My adaptation pays deference to folk legends from my own region: The Hockey Gods. At the time of inception, I did not realize how prophetic this project would become.
Building this altar was a joyful way to pass time in quarantine as I waited for the return to play. Using only object I had in isolation, it was satisfying to merge my two disparate interests - hockey & folk art.
The Patron Saints of Canadian Hockey
The Three Stars
#99 Wayne Gretzky - The Great One, the GOAT of GOATS and consecutive 8-time MVP owns 23 unbreakable NHL records. Among them, the most goals, most assists and most points in both the regular season and playoffs.
#4 Bobby Orr - A case could be made for best player of all time... if he weren’t a Bruin. I will allow the best defenseman of all time. Sometimes words can’t distill greatness, so I invite you instead to Google: “bobby orr stanley cup winning goal 1970” and be awed.

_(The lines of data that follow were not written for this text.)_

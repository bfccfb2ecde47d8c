//! Disks stored as plain files on local storage.

use std::path::Path;

use vstore_shared::DiskTemplate;
use vstore_shared::errors::{VstoreError, VstoreResult};

use super::{BlockDevice, DeviceRequest, GrowOptions, UniqueId};
use crate::disk::{CreateOptions, FileHandle};
use crate::pathcheck::PathPolicy;

/// A local file backing one disk.
///
/// A file is always ready once present, so open, close and shutdown do
/// nothing.
#[derive(Debug)]
pub struct FileStorage {
    unique_id: UniqueId,
    size_mib: u64,
    file: FileHandle,
    attached: bool,
}

impl FileStorage {
    /// Bind to the (possibly missing) file named by `request`.
    pub fn new(request: &DeviceRequest, policy: &PathPolicy) -> VstoreResult<Self> {
        request.check_leaf()?;
        let template = local_template(request.template)?;
        let file = FileHandle::open(request.unique_id.path(), template, policy)?;
        Self::with_file(request, file)
    }

    /// Create the backing file with the requested size.
    pub fn create(request: &DeviceRequest, policy: &PathPolicy) -> VstoreResult<Self> {
        request.check_creatable()?;
        let template = local_template(request.template)?;
        let file = FileHandle::new(
            request.unique_id.path(),
            template,
            policy,
            CreateOptions::with_size(request.size_mib),
        )?;
        Self::with_file(request, file)
    }

    fn with_file(request: &DeviceRequest, file: FileHandle) -> VstoreResult<Self> {
        let mut device = Self {
            unique_id: request.unique_id.clone(),
            size_mib: request.size_mib,
            file,
            attached: false,
        };
        device.attach()?;
        Ok(device)
    }

    pub fn file(&self) -> &FileHandle {
        &self.file
    }
}

fn local_template(template: DiskTemplate) -> VstoreResult<DiskTemplate> {
    match template {
        DiskTemplate::File | DiskTemplate::SharedFile => Ok(template),
        other => Err(VstoreError::Programmer(format!(
            "Local file device requested for template {}",
            other
        ))),
    }
}

impl BlockDevice for FileStorage {
    fn unique_id(&self) -> &UniqueId {
        &self.unique_id
    }

    fn size_mib(&self) -> u64 {
        self.size_mib
    }

    fn dev_path(&self) -> &Path {
        self.file.path()
    }

    fn assemble(&mut self) -> VstoreResult<()> {
        self.file.exists(Some(true)).map(|_| ())
    }

    fn attach(&mut self) -> VstoreResult<bool> {
        self.attached = self.file.exists(None)?;
        Ok(self.attached)
    }

    fn is_attached(&self) -> bool {
        self.attached
    }

    fn open(&mut self, _force: bool) -> VstoreResult<()> {
        Ok(())
    }

    fn close(&mut self) -> VstoreResult<()> {
        Ok(())
    }

    fn shutdown(&mut self) -> VstoreResult<()> {
        Ok(())
    }

    fn remove(&mut self) -> VstoreResult<bool> {
        self.file.remove()?;
        Ok(true)
    }

    fn rename(&mut self, _new_id: &UniqueId) -> VstoreResult<()> {
        Err(VstoreError::Programmer(
            "Rename is not supported for file-based storage".to_string(),
        ))
    }

    fn grow(&mut self, amount_mib: i64, options: GrowOptions) -> VstoreResult<()> {
        if !options.touches_file() {
            return Ok(());
        }
        self.file.grow(amount_mib)
    }

    fn actual_size(&self) -> VstoreResult<u64> {
        self.file.size()
    }
}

#9 Gordie Howe - The Gordie Howe Hat Trick occurs when a player logs a goal, an assist and a fight in the same game. What more could you ask from Mr. Hockey? Worth the price of admission.
Les Trois Etoiles
#9 Maurice “The Rocket” Richard - As a Francophone representative of the Les Canadiens, opposing players were sent out on the ice to taunt him with hooks, slashes and racial slurs. It was all coming to a boil in the 1955 season. When rival Bruin Hal Laycoe high-sticked him in the head, it was inevitable the Rocket would blast off in retaliation. The ensuing “unfair” suspension from Commissioner Campbell literally set the city ablaze. Thousands took to the streets causing about a million dollars of damage. Ok sure, the Rocket did slap a linesman across the face, and yes he broke his stick over Laycoe’s body and yes, he was a hero for the disillusioned and undermined French-Canadians.
#66 Mario Lemieux - Le Magnifique, Super Mario, Number 1 draft pick. Lemieux was a gifted playmaker who could fake and deke your pants off entirely. The only man to have his name on the cup as a player and owner, Mario’s perseverance and longevity make him stand out. After missing the entire ‘94/’95 season due to Hodgkin's lymphoma he returned the following season to take the Hart Trophy and scoring title.
#10 Guy Lafleur - Le Démon Blond is Hockey’s Most Interesting Man. Hall of Famer, Restaurateur Knight, Officer of the Order of Canada. If you happen to order a Bell Helicopter these days, it may be personally delivered by The Flower himself. Oh and in 1979, he released an album called Lafleur, where he recites hockey instructions over disco music tracks. Legend.